I would disagree with a small flat 'void' in the center of the keel due to the THICKNESS of the material and the outside water .... would promote very poor, very inefficient coefficient of transfer ... simply because of the thickness.

Im beating a dead horse, so I'll stop now even that I spent meny years engineering shell and tube, etc. heat exchangers in my 'early days'.

:bang:

 

[kloudie1]

Yup, Casper.. that probably would work too.. I am partial to tubes because that is what I worked with lots over the years.. Much better pressure containment than flat plate but at 6-10 psi , probably not a biggie.. easier to keep from leaking too. but the plate idea would work.if the details are addressed..FYI, . The number that Yanmar has for the little heat exchanger is 0.0072 square meters per horsepower.

 

[sea_casper]

Yanmar undersized theirs.

Yup, Casper.. that probably would work too.. I am partial to tubes because that is what I worked with lots over the years.. Much better pressure containment than flat plate but at 6-10 psi , probably not a biggie.. easier to keep from leaking too. but the plate idea would work.if the details are addressed..FYI, . The number that Yanmar has for the little heat exchanger is 0.0072 square meters per horsepower.

I envision a U-shaped void so inlet and outlet would be on top. Pressure containment and flow requirements would be easier, and less susceptible to clogging than a thin tube exchanger.

The Yanmar heat exchanger is notorious for overheating on my engine the 3ym30, plus I am tired of cleaning the raw water strainer every week, we have eel grass here that tends to get sucked in.

If a plastic sandwich bag ever gets sucked in, you overheat fairly fast.

Also the engine has limited adjustment on the raw water pump belt, after readjusting a new belt after the first week, I'm at the end of its adjust capability.

I believe it is a better systems approach, because of the sheer size available, you don't need high efficiency, only brute force simplicity.

I think RichH would at least concede it would work fine for refrigeration and air conditioning.

 

[Ross]

Re: Yanmar undersized theirs.

External heat exchangers are common on work boats as a set of tubes mounted tight to the hull and circulating engine coolant. One inch tubes about twelve feet long on each side of the bilge is the usual arrangement.

 

[sea_casper]

Addons are Addons

External heat exchangers are common on work boats as a set of tubes mounted tight to the hull and circulating engine coolant. One inch tubes about twelve feet long on each side of the bilge is the usual arrangement.

I know external devices can be used, my point is, a sailboats keel is an asset that can be utilized for a cooling function, without adding drag.

 

[alexco38]

It's a "business" decision. For sailboat builder, you have to partition your suppliers as you buy a few engines for your product. You'll let the engine vendor to doe their design and not have to couple the keel builder and the engine builder in your project plan.

However, if are building lots of the same boat, you certainly do that. Next time you go on a cruise ship, look under the lifeboat. They use an external tube for engine cooling.

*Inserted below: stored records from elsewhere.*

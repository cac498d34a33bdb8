//! Batch runner: bounded worker pool over independent request descriptors
//!
//! Descriptors have no ordering dependency, so the runner spawns one task
//! per descriptor and bounds parallelism with a semaphore sized to the
//! configured worker count. `run` is a synchronization barrier - it returns
//! only once every descriptor is terminal, and every descriptor lands in
//! exactly one of the two result collections.

use std::collections::HashMap;
use std::sync::Arc;

use cohora_domain::{ApiError, BatchConfig, BatchRequest, HttpResponse, Progress, RetryConfig};
use tokio::sync::Semaphore;
use tokio::task::JoinSet;
use tracing::{debug, warn};

use super::executor::RequestExecutor;
use super::ports::Transport;
use super::progress::{ProgressCallback, ProgressTracker};

/// Everything a batch run produced, partitioned by terminal outcome
///
/// Each collection is ordered by completion, not submission; the descriptor
/// travels with its outcome so callers can correlate. Failures are data -
/// a batch with failures still returns normally.
#[derive(Debug, Default)]
pub struct BatchOutcome {
    /// Descriptors that reached a 2xx response
    pub successes: Vec<(BatchRequest, HttpResponse)>,
    /// Descriptors that ended in a fatal or exhausted error
    pub failures: Vec<(BatchRequest, ApiError)>,
}

impl BatchOutcome {
    /// Total number of descriptors accounted for
    pub fn len(&self) -> usize {
        self.successes.len() + self.failures.len()
    }

    /// True when the batch produced no outcomes at all
    pub fn is_empty(&self) -> bool {
        self.successes.is_empty() && self.failures.is_empty()
    }
}

/// Orchestrates concurrent execution of a batch of request descriptors
pub struct BatchRunner {
    transport: Arc<dyn Transport>,
    retry_config: RetryConfig,
    batch_config: BatchConfig,
    callback: Option<ProgressCallback>,
}

impl BatchRunner {
    /// Create a runner over the given transport with default configuration
    pub fn new(transport: Arc<dyn Transport>) -> Self {
        Self {
            transport,
            retry_config: RetryConfig::default(),
            batch_config: BatchConfig::default(),
            callback: None,
        }
    }

    /// Use a validated retry configuration
    pub fn retry_config(mut self, config: RetryConfig) -> Self {
        self.retry_config = config;
        self
    }

    /// Use a validated batch configuration
    pub fn batch_config(mut self, config: BatchConfig) -> Self {
        self.batch_config = config;
        self
    }

    /// Register a progress callback, invoked once per terminal outcome
    pub fn on_progress<F>(mut self, callback: F) -> Self
    where
        F: Fn(Progress) + Send + Sync + 'static,
    {
        self.callback = Some(Arc::new(callback));
        self
    }

    /// Execute every descriptor and return once all are terminal.
    ///
    /// An empty input returns immediately with two empty collections; no
    /// worker is started and neither the transport nor the progress
    /// callback is touched. Each `run` owns its own aggregator and result
    /// collections - nothing persists across runs.
    pub async fn run(&self, requests: Vec<BatchRequest>) -> BatchOutcome {
        if requests.is_empty() {
            return BatchOutcome::default();
        }

        let total = requests.len();
        let workers = self.batch_config.worker_count();
        debug!(total, workers, "starting batch run");

        let tracker = Arc::new(match &self.callback {
            Some(callback) => ProgressTracker::with_callback(total, Arc::clone(callback)),
            None => ProgressTracker::new(total),
        });
        let executor = Arc::new(RequestExecutor::new(
            Arc::clone(&self.transport),
            self.retry_config,
            self.batch_config.default_timeout,
        ));
        let semaphore = Arc::new(Semaphore::new(workers));

        // Descriptors stay owned here so a worker that dies without
        // returning (a panicking transport) still has its descriptor
        // available for the failures collection.
        let requests: Arc<[BatchRequest]> = requests.into();
        let mut tasks = JoinSet::new();
        let mut task_index = HashMap::with_capacity(total);
        for index in 0..total {
            let requests = Arc::clone(&requests);
            let executor = Arc::clone(&executor);
            let semaphore = Arc::clone(&semaphore);
            let tracker = Arc::clone(&tracker);
            let handle = tasks.spawn(async move {
                let _permit = match semaphore.acquire_owned().await {
                    Ok(permit) => permit,
                    // The semaphore is never closed while tasks hold a clone;
                    // surface it as a failure rather than dropping the
                    // descriptor if that ever changes.
                    Err(_) => {
                        let error = ApiError::Transport("worker pool unavailable".to_string());
                        tracker.record(true);
                        return (index, Err(error));
                    }
                };
                let result = executor.execute(&requests[index]).await;
                // The tracker sees the terminal outcome before the
                // descriptor is placed into a result collection.
                tracker.record(result.is_err());
                (index, result)
            });
            task_index.insert(handle.id(), index);
        }

        let mut outcome = BatchOutcome::default();
        while let Some(joined) = tasks.join_next_with_id().await {
            match joined {
                Ok((_, (index, Ok(response)))) => {
                    outcome.successes.push((requests[index].clone(), response));
                }
                Ok((_, (index, Err(error)))) => {
                    outcome.failures.push((requests[index].clone(), error));
                }
                // A worker only dies without returning when the transport
                // implementation panicked; its descriptor still counts as a
                // failure so the partition stays complete.
                Err(join_error) => {
                    warn!(error = %join_error, "batch worker aborted");
                    if let Some(&index) = task_index.get(&join_error.id()) {
                        tracker.record(true);
                        let error = ApiError::Transport(format!(
                            "worker terminated abnormally: {join_error}"
                        ));
                        outcome.failures.push((requests[index].clone(), error));
                    }
                }
            }
        }

        let progress = tracker.snapshot();
        debug!(
            completed = progress.completed,
            errors = progress.errors,
            elapsed = ?progress.elapsed,
            "batch run finished"
        );
        outcome
    }
}

/// Run a batch with default retry and batch configuration.
///
/// Convenience wrapper over [`BatchRunner`] for callers that do not need
/// custom configuration or progress reporting.
pub async fn run_batch(transport: Arc<dyn Transport>, requests: Vec<BatchRequest>) -> BatchOutcome {
    BatchRunner::new(transport).run(requests).await
}

#[cfg(test)]
mod tests {
    use std::sync::atomic::{AtomicUsize, Ordering};
    use std::sync::Mutex;
    use std::time::Duration;

    use async_trait::async_trait;
    use cohora_domain::ErrorCategory;

    use super::super::ports::TransportError;
    use super::*;

    /// Stub that succeeds or fails by URL suffix and counts peak concurrency
    struct CountingTransport {
        calls: AtomicUsize,
        in_flight: AtomicUsize,
        peak_in_flight: AtomicUsize,
    }

    impl CountingTransport {
        fn new() -> Self {
            Self {
                calls: AtomicUsize::new(0),
                in_flight: AtomicUsize::new(0),
                peak_in_flight: AtomicUsize::new(0),
            }
        }
    }

    #[async_trait]
    impl Transport for CountingTransport {
        async fn send(
            &self,
            request: &BatchRequest,
            _timeout: Duration,
        ) -> Result<HttpResponse, TransportError> {
            self.calls.fetch_add(1, Ordering::SeqCst);
            let current = self.in_flight.fetch_add(1, Ordering::SeqCst) + 1;
            self.peak_in_flight.fetch_max(current, Ordering::SeqCst);
            tokio::time::sleep(Duration::from_millis(2)).await;
            self.in_flight.fetch_sub(1, Ordering::SeqCst);

            if request.url.ends_with("/fail") {
                Ok(HttpResponse { status: 400, body: "bad request".to_string() })
            } else {
                Ok(HttpResponse { status: 200, body: "ok".to_string() })
            }
        }
    }

    #[tokio::test]
    async fn empty_batch_returns_immediately_without_transport_or_callback() {
        let transport = Arc::new(CountingTransport::new());
        let callbacks = Arc::new(AtomicUsize::new(0));
        let callbacks_clone = Arc::clone(&callbacks);

        let outcome = BatchRunner::new(transport.clone())
            .on_progress(move |_| {
                callbacks_clone.fetch_add(1, Ordering::SeqCst);
            })
            .run(Vec::new())
            .await;

        assert!(outcome.is_empty());
        assert_eq!(transport.calls.load(Ordering::SeqCst), 0);
        assert_eq!(callbacks.load(Ordering::SeqCst), 0);
    }

    #[tokio::test]
    async fn partitions_every_descriptor_exactly_once() {
        let transport = Arc::new(CountingTransport::new());
        let requests: Vec<_> = (0..20)
            .map(|i| {
                if i % 4 == 0 {
                    BatchRequest::get(format!("http://test/{i}/fail"))
                } else {
                    BatchRequest::get(format!("http://test/{i}"))
                }
            })
            .collect();
        let submitted: std::collections::HashSet<_> =
            requests.iter().map(|r| r.url.clone()).collect();

        let outcome = BatchRunner::new(transport).run(requests).await;

        assert_eq!(outcome.len(), 20);
        assert_eq!(outcome.successes.len(), 15);
        assert_eq!(outcome.failures.len(), 5);

        let mut returned = std::collections::HashSet::new();
        for (request, _) in &outcome.successes {
            assert!(returned.insert(request.url.clone()), "duplicate {}", request.url);
        }
        for (request, error) in &outcome.failures {
            assert!(returned.insert(request.url.clone()), "duplicate {}", request.url);
            assert_eq!(error.category(), ErrorCategory::Client);
        }
        assert_eq!(returned, submitted);
    }

    #[tokio::test]
    async fn worker_pool_is_bounded_by_configuration() {
        let transport = Arc::new(CountingTransport::new());
        let config = BatchConfig::new(Some(3), Duration::from_secs(10)).expect("valid config");
        let requests: Vec<_> =
            (0..30).map(|i| BatchRequest::get(format!("http://test/{i}"))).collect();

        let outcome =
            BatchRunner::new(transport.clone()).batch_config(config).run(requests).await;

        assert_eq!(outcome.successes.len(), 30);
        assert!(
            transport.peak_in_flight.load(Ordering::SeqCst) <= 3,
            "no more than max_workers requests in flight"
        );
    }

    #[tokio::test]
    async fn progress_callback_observes_monotonic_completion() {
        let transport = Arc::new(CountingTransport::new());
        let seen = Arc::new(Mutex::new(Vec::new()));
        let seen_clone = Arc::clone(&seen);

        let requests: Vec<_> =
            (0..10).map(|i| BatchRequest::get(format!("http://test/{i}"))).collect();

        let outcome = BatchRunner::new(transport)
            .on_progress(move |progress| {
                seen_clone.lock().expect("test lock").push(progress);
            })
            .run(requests)
            .await;

        assert_eq!(outcome.len(), 10);
        let snapshots = seen.lock().expect("test lock");
        assert_eq!(snapshots.len(), 10);
        for (index, snapshot) in snapshots.iter().enumerate() {
            assert_eq!(snapshot.completed, index + 1, "completion order, no lost updates");
            assert_eq!(snapshot.total, 10);
            assert!(snapshot.completed <= snapshot.total);
            assert!(snapshot.average_per_thousand_seconds.is_some());
        }
    }

    /// Transport with a bug: panics outright for certain URLs
    struct PanickingTransport;

    #[async_trait]
    impl Transport for PanickingTransport {
        async fn send(
            &self,
            request: &BatchRequest,
            _timeout: Duration,
        ) -> Result<HttpResponse, TransportError> {
            assert!(!request.url.ends_with("/boom"), "transport bug");
            Ok(HttpResponse { status: 200, body: String::new() })
        }
    }

    #[tokio::test]
    async fn panicking_transport_still_accounts_for_its_descriptor() {
        let completions = Arc::new(AtomicUsize::new(0));
        let completions_clone = Arc::clone(&completions);
        let requests = vec![
            BatchRequest::get("http://test/1"),
            BatchRequest::get("http://test/2/boom"),
            BatchRequest::get("http://test/3"),
        ];

        let outcome = BatchRunner::new(Arc::new(PanickingTransport))
            .on_progress(move |_| {
                completions_clone.fetch_add(1, Ordering::SeqCst);
            })
            .run(requests)
            .await;

        assert_eq!(outcome.len(), 3, "the dead worker's descriptor is not dropped");
        assert_eq!(outcome.successes.len(), 2);
        assert_eq!(outcome.failures.len(), 1);
        assert_eq!(completions.load(Ordering::SeqCst), 3);

        let (request, error) = &outcome.failures[0];
        assert!(request.url.ends_with("/boom"));
        // A mid-batch breakdown is a transport failure, never a
        // configuration error
        assert_eq!(error.category(), ErrorCategory::Transport);
    }

    #[tokio::test]
    async fn run_batch_convenience_uses_defaults() {
        let transport = Arc::new(CountingTransport::new());
        let outcome =
            run_batch(transport, vec![BatchRequest::get("http://test/one")]).await;
        assert_eq!(outcome.successes.len(), 1);
        assert!(outcome.failures.is_empty());
    }
}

Because the lifeboat maker make hundreds of the same boat. They can design the engine with the cooling system together. They could save a few dollars as there is no need for a HX.

 

[Ross]

I know external devices can be used, my point is, a sailboats keel is an asset that can be utilized for a cooling function, without adding drag.

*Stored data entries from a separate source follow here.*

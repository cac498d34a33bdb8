//! Port interface for the HTTP transport
//!
//! The runner and executor depend only on this trait, never on a concrete
//! HTTP stack. `cohora-infra` provides the reqwest-backed adapter; tests use
//! in-memory stubs.

use std::time::Duration;

use async_trait::async_trait;
use cohora_domain::{BatchRequest, HttpResponse};
use thiserror::Error;

/// Failure below the HTTP layer: the request never produced a status code.
///
/// Non-2xx statuses are *not* transport errors - the transport returns them
/// as ordinary [`HttpResponse`] values and classification happens in
/// [`classify`](super::classify).
#[derive(Debug, Error)]
pub enum TransportError {
    /// The request could not be constructed (invalid URL, bad header)
    #[error("malformed request: {0}")]
    Malformed(String),

    /// Connection-level failure (refused, reset, DNS)
    #[error("connection failure: {0}")]
    Connection(String),

    /// No response within the per-call deadline
    #[error("timed out after {0:?}")]
    Timeout(Duration),
}

/// Capability to perform one HTTP call
#[async_trait]
pub trait Transport: Send + Sync {
    /// Perform the call described by `request`, bounded by `timeout`.
    ///
    /// Returns the response for any status code the server produced, or a
    /// [`TransportError`] when no status code was obtained.
    async fn send(
        &self,
        request: &BatchRequest,
        timeout: Duration,
    ) -> Result<HttpResponse, TransportError>;
}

There are many "improvements" that can be made to a boat if cost is no objection. Drag on a high horse power work boat is of little consequence. The drag induced by pipes that run parallel to the direction of travel will be small.

 

[kenn]

I know external devices can be used, my point is, a sailboats keel is an asset that can be utilized for a cooling function, without adding drag.

I agree that it is theoretically possible ... but it would raise the cost and hassle of casting a keel significantly, and I suspect it would be economically impractical to accomodate in a mass-produced boat. Two more holes to align and drill into the bottom, two more openings to keep water-tight, and what do you do when something in the keel circuit or the fitting goes bad?

 

[sea_casper]

Simplicity wins

I agree that it is theoretically possible ... but it would raise the cost and hassle of casting a keel significantly, and I suspect it would be economically impractical to accomodate in a mass-produced boat. Two more holes to align and drill into the bottom, two more openings to keep water-tight, and what do you do when something in the keel circuit or the fitting goes bad?

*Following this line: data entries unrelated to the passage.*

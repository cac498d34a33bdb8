//! Configuration loader
//!
//! Loads runtime configuration from environment variables. Every variable
//! is optional; an absent variable falls back to the library default, while
//! a present-but-invalid value fails loading with a descriptive error
//! rather than being silently ignored.
//!
//! ## Environment Variables
//! - `COHORA_MAX_RETRIES`: Maximum attempts per request (integer > 0)
//! - `COHORA_BACKOFF_FACTOR`: Exponential backoff multiplier (float > 0)
//! - `COHORA_INITIAL_DELAY_SECS`: Delay before the first retry (float > 0)
//! - `COHORA_MAX_WORKERS`: Concurrent worker bound (integer > 0)
//! - `COHORA_DEFAULT_TIMEOUT_SECS`: Per-call timeout default (float > 0)

use std::str::FromStr;
use std::time::Duration;

use cohora_domain::{ApiError, BatchConfig, Result, RetryConfig};
use tracing::debug;

/// Retry and batch configuration resolved from the process environment
#[derive(Debug, Clone, Copy, PartialEq)]
pub struct RuntimeConfig {
    pub retry: RetryConfig,
    pub batch: BatchConfig,
}

/// Load configuration from the process environment.
///
/// # Errors
/// Returns `ApiError::Config` when a variable is present but does not
/// parse, or when the parsed values fail validation.
pub fn load_from_env() -> Result<RuntimeConfig> {
    load_with(|name| std::env::var(name).ok())
}

/// Load configuration through an injectable variable lookup.
///
/// `lookup` returns the raw value for a variable name, or `None` when it
/// is unset. Production code passes the process environment; tests pass a
/// map.
pub fn load_with<F>(lookup: F) -> Result<RuntimeConfig>
where
    F: Fn(&str) -> Option<String>,
{
    let defaults = RetryConfig::default();
    let max_retries =
        parse_var(&lookup, "COHORA_MAX_RETRIES")?.unwrap_or(defaults.max_retries);
    let backoff_factor =
        parse_var(&lookup, "COHORA_BACKOFF_FACTOR")?.unwrap_or(defaults.backoff_factor);
    let initial_delay = parse_var::<f64, _>(&lookup, "COHORA_INITIAL_DELAY_SECS")?
        .map(secs_to_duration("COHORA_INITIAL_DELAY_SECS"))
        .transpose()?
        .unwrap_or(defaults.initial_delay);
    let retry = RetryConfig::new(max_retries, backoff_factor, initial_delay)?;

    let max_workers = parse_var::<usize, _>(&lookup, "COHORA_MAX_WORKERS")?;
    let default_timeout = parse_var::<f64, _>(&lookup, "COHORA_DEFAULT_TIMEOUT_SECS")?
        .map(secs_to_duration("COHORA_DEFAULT_TIMEOUT_SECS"))
        .transpose()?
        .unwrap_or(BatchConfig::default().default_timeout);
    let batch = BatchConfig::new(max_workers, default_timeout)?;

    debug!(?retry, ?batch, "configuration resolved from environment");
    Ok(RuntimeConfig { retry, batch })
}

fn parse_var<T, F>(lookup: &F, name: &str) -> Result<Option<T>>
where
    T: FromStr,
    T::Err: std::fmt::Display,
    F: Fn(&str) -> Option<String>,
{
    match lookup(name) {
        None => Ok(None),
        Some(raw) => raw
            .trim()
            .parse::<T>()
            .map(Some)
            .map_err(|e| ApiError::Config(format!("invalid {name} {raw:?}: {e}"))),
    }
}

fn secs_to_duration(name: &'static str) -> impl Fn(f64) -> Result<Duration> {
    move |secs| {
        Duration::try_from_secs_f64(secs)
            .map_err(|e| ApiError::Config(format!("invalid {name}: {e}")))
    }
}

#[cfg(test)]
mod tests {
    use std::collections::HashMap;

    use cohora_domain::config::{DEFAULT_MAX_RETRIES, DEFAULT_MAX_WORKERS, DEFAULT_TIMEOUT};

    use super::*;

    fn env(pairs: &[(&str, &str)]) -> impl Fn(&str) -> Option<String> {
        let map: HashMap<String, String> =
            pairs.iter().map(|(k, v)| (k.to_string(), v.to_string())).collect();
        move |name| map.get(name).cloned()
    }

    #[test]
    fn test_empty_environment_yields_defaults() {
        let config = load_with(env(&[])).expect("defaults are valid");
        assert_eq!(config.retry, RetryConfig::default());
        assert_eq!(config.retry.max_retries, DEFAULT_MAX_RETRIES);
        assert_eq!(config.batch.worker_count(), DEFAULT_MAX_WORKERS);
        assert_eq!(config.batch.default_timeout, DEFAULT_TIMEOUT);
    }

    #[test]
    fn test_overrides_are_applied() {
        let config = load_with(env(&[
            ("COHORA_MAX_RETRIES", "5"),
            ("COHORA_BACKOFF_FACTOR", "1.5"),
            ("COHORA_INITIAL_DELAY_SECS", "0.25"),
            ("COHORA_MAX_WORKERS", "4"),
            ("COHORA_DEFAULT_TIMEOUT_SECS", "30"),
        ]))
        .expect("valid overrides");

        assert_eq!(config.retry.max_retries, 5);
        assert_eq!(config.retry.backoff_factor, 1.5);
        assert_eq!(config.retry.initial_delay, Duration::from_millis(250));
        assert_eq!(config.batch.worker_count(), 4);
        assert_eq!(config.batch.default_timeout, Duration::from_secs(30));
    }

    #[test]
    fn test_unparseable_value_is_an_error_not_a_default() {
        let result = load_with(env(&[("COHORA_MAX_RETRIES", "many")]));
        match result {
            Err(ApiError::Config(message)) => {
                assert!(message.contains("COHORA_MAX_RETRIES"));
                assert!(message.contains("many"));
            }
            other => panic!("expected config error, got {other:?}"),
        }
    }

    #[test]
    fn test_parsed_values_still_go_through_validation() {
        assert!(load_with(env(&[("COHORA_MAX_RETRIES", "0")])).is_err());
        assert!(load_with(env(&[("COHORA_BACKOFF_FACTOR", "-2.0")])).is_err());
        assert!(load_with(env(&[("COHORA_MAX_WORKERS", "0")])).is_err());
        assert!(load_with(env(&[("COHORA_DEFAULT_TIMEOUT_SECS", "0")])).is_err());
    }

    #[test]
    fn test_negative_delay_is_rejected() {
        let result = load_with(env(&[("COHORA_INITIAL_DELAY_SECS", "-1")]));
        assert!(matches!(result, Err(ApiError::Config(_))));
    }

    #[test]
    fn test_whitespace_is_tolerated() {
        let config = load_with(env(&[("COHORA_MAX_WORKERS", " 8 ")])).expect("trimmed value");
        assert_eq!(config.batch.worker_count(), 8);
    }
}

I'm not an expert in keel casting technology, but it's not rocket science, I doubt casting a void, with two fittings stretches it. The simpler the approach the more reliable it is. There are many ways to skin a cat, once the decision is made to incorporate the cooling function in the keel, it will be cost effective, especially if it increases engine reliability The raw water cooling "system" is the weak point in today's marine diesel engine technology. Ever price a Yanmar heat exchanger?

 

[Benny17441]

The premise is sound but it is not practical. I'm just thinking about a sailor half way around the world that has invested thousands of dollars to get to location where he is at and is glad that UPS can deliver a replacement heat exchanger in a matter of days at a relative inconsequential cost. What is that man to do if he had a built in keel heat exchanger that has failed and needed replacement? Let's not say it could not happen.

 

[sea_casper]

Any keel failure

The premise is sound but it is not practical. I'm just thinking about a sailor half way around the world that has invested thousands of dollars to get to location where he is at and is glad that UPS can deliver a replacement heat exchanger in a matter of days at a relative inconsequential cost. What is that man to do if he had a built in keel heat exchanger that has failed and needed replacement? Let's not say it could not happen.

He is in the same position he would be in if a keel bolt fails, or the keel cracks. What type of failure do you foresee? What kind of failure would affect a void in a casting?

 

[wonkodsane]

Loading induced stress cracks between void sections?

Could allow communication between those spaces, dropping cooling efficiency or worse, damaged material creating a blockage?

I like the idea in general, though.